Despite warning of a slowdown in the broader semiconductor industry this year, TSMC’s April sales surged to NT$236 billion for growth of 60% YoY and 21% MoM. This marks a positive start to the 20-percentage point acceleration to 33% revenue growth that analysts expect as soon as the September quarter.

May sales grew by 30.1% YoY to NT$229.6 billion and June sales grew by 32.9% YoY to NT$207.87 billion, primarily due to the strong demand for AI chips.

We’ve provided an important foundry update on TSMC in early June, which you can find here. Ultimately, we feel obliged to cover TSMC again for our premium members as it’s truly the one that got away from us in H1 2024.

We feel some of the most important work we can do as investors is to look at the stocks that got away from us. The team is continually looking to improve, and thus we present you with an update on the financials as we look for an entry again.

Market Dominance

According to Trend Force research, TSM is the leading global foundry in terms of revenue. It has a market share of 61.7% in Q1 2024, up from 61.2% in Q4 2023. Samsung ranks a distant second with a market share of 11%, down from 11.3% in Q4 2023. SMIC and UMC rank third and fourth with a market share of 5.7%.

Most importantly, the company has over 90% market share in the manufacturing of advanced AI chips.

Financials Update: Strong Q2 Sales due to AI

The company’s June monthly sales grew by 32.9% YoY to NT$207.87 billion.
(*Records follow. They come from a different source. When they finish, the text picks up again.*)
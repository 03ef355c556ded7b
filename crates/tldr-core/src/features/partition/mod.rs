//! Durability Partitioner (C5): routes resolved edges to a durable
//! (vendored/dependency) partition or the volatile (user-code) partition, so
//! that file-watch events never trigger reindexing of code the workspace
//! didn't write.
//!
//! A path is durable iff, after normalizing separators to `/`, any of a
//! fixed set of substrings appears in it — the same directories every
//! language's package manager vendors third-party code into.

use std::collections::HashMap;

use serde::{Deserialize, Serialize};

use crate::shared::models::ResolvedEdge;

const DURABLE_MARKERS: &[&str] = &[
    "node_modules/",
    ".venv/",
    "venv/",
    "vendor/",
    "__pycache__/",
    "site-packages/",
    ".tox/",
    "dist-packages/",
];

fn normalize(path: &str) -> String {
    path.replace('\\', "/")
}

pub fn is_durable(path: &str) -> bool {
    let normalized = normalize(path);
    DURABLE_MARKERS.iter().any(|marker| normalized.contains(marker))
}

/// Extracts the package key a durable path belongs to, or `None` for a
/// volatile path. See spec examples: `node_modules/@types/react/index.d.ts`
/// -> `@types/react`; `vendor/github.com/pkg/errors/errors.go` ->
/// `github.com/pkg/errors`.
pub fn package_key(path: &str) -> Option<String> {
    let normalized = normalize(path);
    if !is_durable(&normalized) {
        return None;
    }

    let segments: Vec<&str> = normalized.split('/').filter(|s| !s.is_empty()).collect();

    if let Some(idx) = segments.iter().position(|s| *s == "node_modules") {
        let first = segments.get(idx + 1)?;
        if let Some(scope) = first.strip_prefix('@') {
            let name = segments.get(idx + 2)?;
            return Some(format!("@{scope}/{name}"));
        }
        return Some((*first).to_string());
    }

    if let Some(idx) = segments.iter().position(|s| *s == "site-packages") {
        return segments.get(idx + 1).map(|s| s.to_string());
    }

    if let Some(idx) = segments.iter().position(|s| *s == "vendor") {
        let a = segments.get(idx + 1)?;
        if a.contains('.') {
            let b = segments.get(idx + 2)?;
            let c = segments.get(idx + 3)?;
            return Some(format!("{a}/{b}/{c}"));
        }
        return Some((*a).to_string());
    }

    segments.first().map(|s| s.to_string())
}

/// One package's worth of resolved edges, keyed by the file that produced
/// them so a package can be dropped wholesale when it's uninstalled.
#[derive(Debug, Clone, Default, Serialize, Deserialize)]
pub struct DurablePartition {
    pub package_key: String,
    pub edges_by_file: HashMap<String, Vec<ResolvedEdge>>,
}

impl DurablePartition {
    pub fn new(package_key: impl Into<String>) -> Self {
        Self { package_key: package_key.into(), edges_by_file: HashMap::new() }
    }

    pub fn insert(&mut self, src_file: impl Into<String>, edge: ResolvedEdge) {
        self.edges_by_file.entry(src_file.into()).or_default().push(edge);
    }

    pub fn all_edges(&self) -> Vec<ResolvedEdge> {
        self.edges_by_file.values().flatten().cloned().collect()
    }
}

/// The user-code side of the split: one flat collection of edges, no
/// per-package subdivision.
#[derive(Debug, Clone, Default, Serialize, Deserialize)]
pub struct VolatilePartition {
    pub edges: Vec<ResolvedEdge>,
}

impl VolatilePartition {
    pub fn insert(&mut self, edge: ResolvedEdge) {
        self.edges.push(edge);
    }
}

#[derive(Debug, Clone, Default, Serialize, Deserialize)]
pub struct PartitionedIndex {
    pub durable: HashMap<String, DurablePartition>,
    pub volatile: VolatilePartition,
}

impl PartitionedIndex {
    pub fn new() -> Self {
        Self::default()
    }

    /// Routes one `ResolvedEdge` by its `src_file`'s durability.
    pub fn route(&mut self, edge: ResolvedEdge) {
        match package_key(&edge.src_file) {
            Some(key) => self.durable.entry(key.clone()).or_insert_with(|| DurablePartition::new(key)).insert(edge.src_file.clone(), edge),
            None => self.volatile.insert(edge),
        }
    }

    pub fn route_all(&mut self, edges: impl IntoIterator<Item = ResolvedEdge>) {
        for edge in edges {
            self.route(edge);
        }
    }

    /// Drops durable files from a dirty-file batch: durable partitions are
    /// never invalidated by file-watch events, since vendored/dependency
    /// code doesn't change except via a reinstall, which is detected
    /// separately (absence of the source directory).
    pub fn filter_reindexable<'a>(&self, dirty_files: impl IntoIterator<Item = &'a str>) -> Vec<&'a str> {
        dirty_files.into_iter().filter(|path| !is_durable(path)).collect()
    }
}

#[cfg(test)]
mod tests {
    use super::*;

    #[test]
    fn test_is_durable_matches_fixed_marker_list() {
        assert!(is_durable("project/node_modules/lodash/index.js"));
        assert!(is_durable("project\\vendor\\github.com\\pkg\\errors\\errors.go"));
        assert!(!is_durable("project/src/main.rs"));
    }

    #[test]
    fn test_package_key_node_modules_scoped() {
        assert_eq!(package_key("node_modules/@types/react/index.d.ts"), Some("@types/react".to_string()));
    }

    #[test]
    fn test_package_key_node_modules_unscoped() {
        assert_eq!(package_key("project/node_modules/lodash/index.js"), Some("lodash".to_string()));
    }

    #[test]
    fn test_package_key_vendor_go_style() {
        assert_eq!(package_key("vendor/github.com/pkg/errors/errors.go"), Some("github.com/pkg/errors".to_string()));
    }

    #[test]
    fn test_package_key_vendor_non_go_takes_first_segment() {
        assert_eq!(package_key("vendor/somevendor/file.rb"), Some("somevendor".to_string()));
    }

    #[test]
    fn test_package_key_site_packages() {
        assert_eq!(package_key(".venv/lib/site-packages/numpy/core.py"), Some("numpy".to_string()));
    }

    #[test]
    fn test_package_key_none_for_volatile_path() {
        assert_eq!(package_key("src/main.rs"), None);
    }

    #[test]
    fn test_filter_reindexable_drops_durable_paths() {
        let index = PartitionedIndex::new();
        let result = index.filter_reindexable(["src/main.rs", "node_modules/lodash/index.js"]);
        assert_eq!(result, vec!["src/main.rs"]);
    }

    #[test]
    fn test_route_splits_by_durability() {
        let mut index = PartitionedIndex::new();
        index.route(ResolvedEdge::new("node_modules/lodash/index.js", "debounce", "a.js", "f"));
        index.route(ResolvedEdge::new("src/main.rs", "run", "src/lib.rs", "helper"));
        assert_eq!(index.durable.get("lodash").unwrap().all_edges().len(), 1);
        assert_eq!(index.volatile.edges.len(), 1);
    }
}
May monthly revenue grew 30.1% YoY to NT$229.6 billion and April monthly revenue grew 59.6% YoY to NT$236 billion. Q2 revenue grew by 40.1% YoY to NT$673.51 billion. In USD, it grew by 32.9% YoY to $20.83 billion using the average exchange rate of 1 US dollar to 32.33 NT dollars. We will get the official USD numbers when the results are announced on July 18th. The monthly numbers suggest that Q2 revenue will easily beat the management guide of $19.6 billion to $20.4 billion. The company is benefiting from the strong demand for Artificial Intelligence chips and a recovery in the PC market.

The company reported its Q1 2024 results on April 18th. Revenue grew 12.9% YoY and down (-3.8%) QoQ to $18.87 billion and beat management guidance of $18 billion to $18.8 billion. The recent quarter showed an acceleration of revenue from a decline of (-1.5%) in the previous quarter. Management guidance for the next quarter is $19.6 billion to $20.4 billion, representing YoY growth of 27.6% at the midpoint.

The analyst consensus estimates are trending higher. They expect revenue to grow 29.8% YoY in the next quarter, up from the 20.6% YoY growth expected in mid-October and are expected to accelerate to 32.7% YoY growth in the September quarter.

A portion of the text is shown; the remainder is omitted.